Polyhydric aliphatic alcohols
• They are alcohols with four or six hydroxyl
groups.
• Such as the hexahydric sugar alcohol (e.g.
sorbitol, mannitol).
Esters
• Many types of esters are known, and those formed by
an acetylation of an alcoholic group are very common
and are found in many biosynthetic groups of
metabolites including volatile oils, e.g. linalyl acetate in
lavender.
• Esters which invlolve aromatic acids such as benzoic
and cinnamic acids with corresponding alcohols are
sometimes found associated with free acids, other
volatile metabolites and resins, in such products as
balsams.
• A number of alklaoids (e.g. atropine and reserpine) are
esters.
• A particular important group of esters from the
pharmaceutical viewpoint is that compromising
the lipids or fatty esters. These involves a longchain fatty acid of type described earlier and
alcohol such as glycerol and the higher
monohydric alcohols.
• The term ‘lipid’ includes not only fixed oils, fats
and waxes (simple lipids), but also phosphatides
and lecithins (complex lipids), which may contain
phosphorus and nitrogen in addition to carbon,
hydrogen and oxygen.
Fats and fixed oils
• As agricultural crops, seeds used for the extraction of
fixed oils rate in importance second only to cereals.
• Fixed oils are also obtained from fruit pericarps.
• A naturally occurring mixture of lipids such as olive oil
or oil of theobroma may be either liquid or soild and
the terms ‘oil’ and ‘fat’ have, therefore, no very precise
significance.
• Coconut oil , for example, leave the tropic as an oil and
arrive in western Europe as solid.
• Even an oil such as olive oil will largely solidify in cold
weather.
• In general, acylglycerols involving saturated
fatty acids are solid and those of unsaturated
acids are liquids.
• When both types are present, as in crude codliver oil, cooling results in the deposition of
saturated acylglycerols such as stearin. In
most medicinal cod-liver oils these solid
materials are removed by freezing and
filtration.
Waxes
• The term ‘wax’ applied to those natural mixtures
containing appreciable quantities of esters derived
from higher monohydric alcohols of the methyl
alcohols series combined with fatty acids.

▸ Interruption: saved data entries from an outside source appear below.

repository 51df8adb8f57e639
mod common;
use crate::compliance::{
    ClassificationThresholds, ReportScope, DASHBOARD_WINDOW_DAYS, DETAIL_WINDOW_DAYS,
};
use chrono::NaiveDate;
use std::env;
use std::fmt;
use std::net::{IpAddr, SocketAddr};

/// Distinguishes runtime behavior for different stages of the service.
#[derive(Debug, Clone, Copy, PartialEq, Eq)]
pub enum AppEnvironment {
    Development,
    Test,
    Production,
}

impl AppEnvironment {
    fn from_str(value: &str) -> Self {
        match value.trim().to_ascii_lowercase().as_str() {
            "prod" | "production" => Self::Production,
            "test" | "ci" => Self::Test,
            _ => Self::Development,
        }
    }
}

/// Top-level configuration for the application.
#[derive(Debug, Clone)]
pub struct AppConfig {
    pub environment: AppEnvironment,
    pub server: ServerConfig,
    pub telemetry: TelemetryConfig,
    pub classification: ClassificationConfig,
}

impl AppConfig {
    pub fn load() -> Result<Self, ConfigError> {
        dotenvy::dotenv().ok();

        let environment = AppEnvironment::from_str(
            &env::var("APP_ENV").unwrap_or_else(|_| "development".to_string()),
        );

        let host = env::var("APP_HOST").unwrap_or_else(|_| "127.0.0.1".to_string());
        let port = env::var("APP_PORT")
            .unwrap_or_else(|_| "3000".to_string())
            .parse::<u16>()
            .map_err(|_| ConfigError::InvalidPort)?;

        let log_level = env::var("APP_LOG_LEVEL").unwrap_or_else(|_| "info".to_string());
        let ansi = read_flag("APP_LOG_ANSI", false)?;

        let classification = ClassificationConfig {
            dashboard_window_days: read_window("APP_DASHBOARD_WINDOW_DAYS", DASHBOARD_WINDOW_DAYS)?,
            detail_window_days: read_window("APP_DETAIL_WINDOW_DAYS", DETAIL_WINDOW_DAYS)?,
            missing_expiry_expired_when_required: read_flag(
                "APP_MISSING_EXPIRY_EXPIRED_WHEN_REQUIRED",
                false,
            )?,
        };

        Ok(Self {
            environment,
            server: ServerConfig { host, port },
            telemetry: TelemetryConfig { log_level, ansi },
            classification,
        })
    }
}

/// Settings controlling the HTTP server binding.
#[derive(Debug, Clone)]
pub struct ServerConfig {
    pub host: String,
    pub port: u16,
}

impl ServerConfig {
    pub fn socket_addr(&self) -> Result<SocketAddr, ConfigError> {
        if self.host.eq_ignore_ascii_case("localhost") {
            return Ok(SocketAddr::new(IpAddr::from([127, 0, 0, 1]), self.port));
        }

        let ip: IpAddr = self
            .host
            .parse()
            .map_err(|source| ConfigError::InvalidHost { source })?;

        Ok(SocketAddr::new(ip, self.port))
    }
}

/// Log filter and formatting.
#[derive(Debug, Clone)]
pub struct TelemetryConfig {
    pub log_level: String,
    pub ansi: bool,
}

/// Expiring-soon horizons per call site and the missing-expiry policy.
///
/// Dashboard and detail windows are separate settings and are never merged.
#[derive(Debug, Clone, Copy, PartialEq, Eq)]
pub struct ClassificationConfig {
    pub dashboard_window_days: i64,
    pub detail_window_days: i64,
    pub missing_expiry_expired_when_required: bool,
}

impl Default for ClassificationConfig {
    fn default() -> Self {
        Self {
            dashboard_window_days: DASHBOARD_WINDOW_DAYS,
            detail_window_days: DETAIL_WINDOW_DAYS,
            missing_expiry_expired_when_required: false,
        }
    }
}

impl ClassificationConfig {
    pub fn window_for(&self, scope: ReportScope) -> i64 {
        match scope {
            ReportScope::Dashboard => self.dashboard_window_days,
            ReportScope::Detail => self.detail_window_days,
        }
    }

    pub fn thresholds_for(
        &self,
        scope: ReportScope,
        reference_date: NaiveDate,
    ) -> ClassificationThresholds {
        ClassificationThresholds::new(reference_date, self.window_for(scope))
            .with_missing_expiry_expired_when_required(self.missing_expiry_expired_when_required)
    }
}

fn read_window(var: &'static str, default: i64) -> Result<i64, ConfigError> {
    let Ok(raw) = env::var(var) else {
        return Ok(default);
    };

    match raw.trim().parse::<i64>() {
        Ok(days) if days >= 0 => Ok(days),
        _ => Err(ConfigError::InvalidWindow { var, value: raw }),
    }
}

fn read_flag(var: &'static str, default: bool) -> Result<bool, ConfigError> {
    let Ok(raw) = env::var(var) else {
        return Ok(default);
    };

    match raw.trim().to_ascii_lowercase().as_str() {
        "1" | "true" | "yes" | "on" => Ok(true),
        "0" | "false" | "no" | "off" | "" => Ok(false),
        _ => Err(ConfigError::InvalidFlag { var, value: raw }),
    }
}

#[derive(Debug)]
pub enum ConfigError {
    InvalidPort,
    InvalidHost { source: std::net::AddrParseError },
    InvalidWindow { var: &'static str, value: String },
    InvalidFlag { var: &'static str, value: String },
}

impl fmt::Display for ConfigError {
    fn fmt(&self, f: &mut fmt::Formatter<'_>) -> fmt::Result {
        match self {
            ConfigError::InvalidPort => write!(f, "APP_PORT must be a valid u16"),
            ConfigError::InvalidHost { .. } => {
                write!(f, "APP_HOST must parse to an IPv4 or IPv6 address")
            }
            ConfigError::InvalidWindow { var, value } => {
                write!(f, "{var} must be a non-negative number of days (found '{value}')")
            }
            ConfigError::InvalidFlag { var, value } => {
                write!(f, "{var} must be true or false (found '{value}')")
            }
        }
    }
}

impl std::error::Error for ConfigError {
    fn source(&self) -> Option<&(dyn std::error::Error + 'static)> {
        match self {
            ConfigError::InvalidHost { source } => Some(source),
            ConfigError::InvalidPort
            | ConfigError::InvalidWindow { .. }
            | ConfigError::InvalidFlag { .. } => None,
        }
    }
}
use crate::infra::AppState;
use axum::http::{header, StatusCode};
use axum::response::IntoResponse;
use axum::routing::get;
use axum::{Extension, Json, Router};
use serde_json::json;
use std::sync::atomic::Ordering;
use std::sync::Arc;
use tender_compliance::compliance::compliance_router;
use tender_compliance::config::ClassificationConfig;

pub(crate) fn with_compliance_routes(classification: Arc<ClassificationConfig>) -> Router {
    compliance_router(classification)
        .route("/health", get(healthcheck))
        .route("/ready", get(readiness_endpoint))
        .route("/metrics", get(metrics_endpoint))
}

pub(crate) async fn healthcheck() -> Json<serde_json::Value> {
    Json(json!({ "status": "ok" }))
}

pub(crate) async fn readiness_endpoint(Extension(state): Extension<AppState>) -> impl IntoResponse {
    let ready = state.readiness.load(Ordering::Acquire);
    let status = if ready {
        StatusCode::OK
    } else {
        StatusCode::SERVICE_UNAVAILABLE
    };

    let payload = if ready {
        json!({ "status": "ready" })
    } else {
        json!({ "status": "initializing" })
    };

    (status, Json(payload))
}

pub(crate) async fn metrics_endpoint(Extension(state): Extension<AppState>) -> impl IntoResponse {
    (
        StatusCode::OK,
        [(header::CONTENT_TYPE, "text/plain; version=0.0.4")],
        state.metrics.render(),
    )
}
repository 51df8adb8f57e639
use super::ImportError;
use crate::compliance::dates::DateLike;
use crate::compliance::domain::{ComplianceDocument, DocumentOwner, TenderChecklistItem};
use serde::de::DeserializeOwned;
use serde::{Deserialize, Deserializer};
use std::io::Read;

pub(crate) fn parse_documents<R: Read>(reader: R) -> Result<Vec<ComplianceDocument>, ImportError> {
    read_rows::<_, DocumentRow>(reader)?
        .into_iter()
        .map(|(line, row)| row.into_document(line))
        .collect()
}

pub(crate) fn parse_checklist<R: Read>(
    reader: R,
) -> Result<Vec<TenderChecklistItem>, ImportError> {
    read_rows::<_, ChecklistRow>(reader)?
        .into_iter()
        .map(|(line, row)| row.into_item(line))
        .collect()
}

/// Deserialize every data row together with the line it starts on.
fn read_rows<R: Read, T: DeserializeOwned>(mut reader: R) -> Result<Vec<(u64, T)>, ImportError> {
    let mut input = Vec::new();
    reader.read_to_end(&mut input)?;

    let mut csv_reader = csv::ReaderBuilder::new()
        .trim(csv::Trim::All)
        .from_reader(input.as_slice());
    let headers = csv_reader.headers()?.clone();
    let mut rows = Vec::new();

    for record in csv_reader.records() {
        let record = record?;
        let line = record_line(&input, record.position());
        rows.push((line, record.deserialize(Some(&headers))?));
    }

    Ok(rows)
}

// A record's position is taken before the reader skips blank lines, so the
// skipped terminators are counted here.
fn record_line(input: &[u8], position: Option<&csv::Position>) -> u64 {
    let Some(position) = position else {
        return 0;
    };

    let start = usize::try_from(position.byte())
        .unwrap_or(input.len())
        .min(input.len());
    let skipped = input[start..]
        .iter()
        .take_while(|byte| matches!(**byte, b'\r' | b'\n'))
        .filter(|byte| **byte == b'\n')
        .count();

    position.line() + skipped as u64
}

#[derive(Debug, Deserialize)]
struct DocumentRow {
    id: String,
    #[serde(default, deserialize_with = "empty_string_as_none")]
    owner_kind: Option<String>,
    #[serde(default, deserialize_with = "empty_string_as_none")]
    owner_id: Option<String>,
    #[serde(default, deserialize_with = "empty_string_as_none")]
    name: Option<String>,
    #[serde(default, deserialize_with = "empty_string_as_none")]
    required: Option<String>,
    #[serde(default, deserialize_with = "empty_string_as_none")]
    submitted: Option<String>,
    #[serde(default, deserialize_with = "empty_string_as_none")]
    signed: Option<String>,
    #[serde(default, deserialize_with = "empty_string_as_none")]
    issue_date: Option<String>,
    #[serde(default, deserialize_with = "empty_string_as_none")]
    expires_at: Option<String>,
}

impl DocumentRow {
    fn into_document(self, line: u64) -> Result<ComplianceDocument, ImportError> {
        if self.id.is_empty() {
            return Err(invalid(line, "document id is empty"));
        }

        let owner = parse_owner(self.owner_kind.as_deref(), self.owner_id, line)?;
        let mut document = ComplianceDocument::new(self.id);
        document.owner = owner;
        document.name = self.name;
        document.required = parse_flag(self.required.as_deref(), "required", line)?;
        document.submitted = parse_flag(self.submitted.as_deref(), "submitted", line)?;
        document.signed = parse_flag(self.signed.as_deref(), "signed", line)?;
        // Dates stay raw; normalization belongs to the engine.
        document.issue_date = self.issue_date.map(DateLike::Text);
        document.expires_at = self.expires_at.map(DateLike::Text);
        Ok(document)
    }
}

#[derive(Debug, Deserialize)]
struct ChecklistRow {
    id: String,
    #[serde(default, deserialize_with = "empty_string_as_none")]
    name: Option<String>,
    #[serde(default, deserialize_with = "empty_string_as_none")]
    required: Option<String>,
    #[serde(default, deserialize_with = "empty_string_as_none")]
    submitted: Option<String>,
    #[serde(default, deserialize_with = "empty_string_as_none")]
    signed: Option<String>,
}

impl ChecklistRow {
    fn into_item(self, line: u64) -> Result<TenderChecklistItem, ImportError> {
        if self.id.is_empty() {
            return Err(invalid(line, "checklist item id is empty"));
        }

        let mut item = TenderChecklistItem::new(
            self.id,
            parse_flag(self.required.as_deref(), "required", line)?,
            parse_flag(self.submitted.as_deref(), "submitted", line)?,
            parse_flag(self.signed.as_deref(), "signed", line)?,
        );
        item.name = self.name;
        Ok(item)
    }
}

fn empty_string_as_none<'de, D>(deserializer: D) -> Result<Option<String>, D::Error>
where
    D: Deserializer<'de>,
{
    let opt = Option::<String>::deserialize(deserializer)?;
    Ok(opt.filter(|value| !value.trim().is_empty()))
}

fn parse_owner(
    kind: Option<&str>,
    id: Option<String>,
    line: u64,
) -> Result<Option<DocumentOwner>, ImportError> {
    let (kind, id) = match (kind, id) {
        (None, None) => return Ok(None),
        (Some(kind), Some(id)) => (kind, id),
        _ => return Err(invalid(line, "owner_kind and owner_id must be given together")),
    };

    match kind.to_ascii_lowercase().as_str() {
        "company" | "empresa" => Ok(Some(DocumentOwner::Company(id))),
        "tender" | "licitacao" | "licitação" => Ok(Some(DocumentOwner::Tender(id))),
        other => Err(invalid(line, format!("unknown owner kind '{other}'"))),
    }
}

fn parse_flag(value: Option<&str>, column: &str, line: u64) -> Result<bool, ImportError> {
    let Some(value) = value else {
        return Ok(false);
    };

    match value.to_lowercase().as_str() {
        "true" | "1" | "yes" | "y" | "sim" | "s" | "x" => Ok(true),
        "false" | "0" | "no" | "n" | "não" | "nao" => Ok(false),
        other => Err(invalid(
            line,
            format!("column {column} expects a boolean, found '{other}'"),
        )),
    }
}

fn invalid(line: u64, reason: impl Into<String>) -> ImportError {
    ImportError::InvalidRow {
        line,
        reason: reason.into(),
    }
}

• In this series of alcohols the members change from
liquids to solids, become less soluble and have higher
melting points with increase in molecular weight. The
first solid of the series is dodecyl alcohol, C12H25OH.
• Waxes include vegetable products such as carnauba
wax and animal products such as spermaceti, bees wax
and ‘wool-fat’.
• Although waxes are abundant in nature, a limited
number only are of commercial importance.
• An important practical difference between fats
and waxes is that fats may be saponified by
means of either aqueous or alcoholic alkali but
waxes are only saponified by alcoholic alkali.
• This fact is used for detection of fats when added
as adulterants to waxes (e.g. for detecting the fat
‘Japan wax’ as an adulterant in beeswax).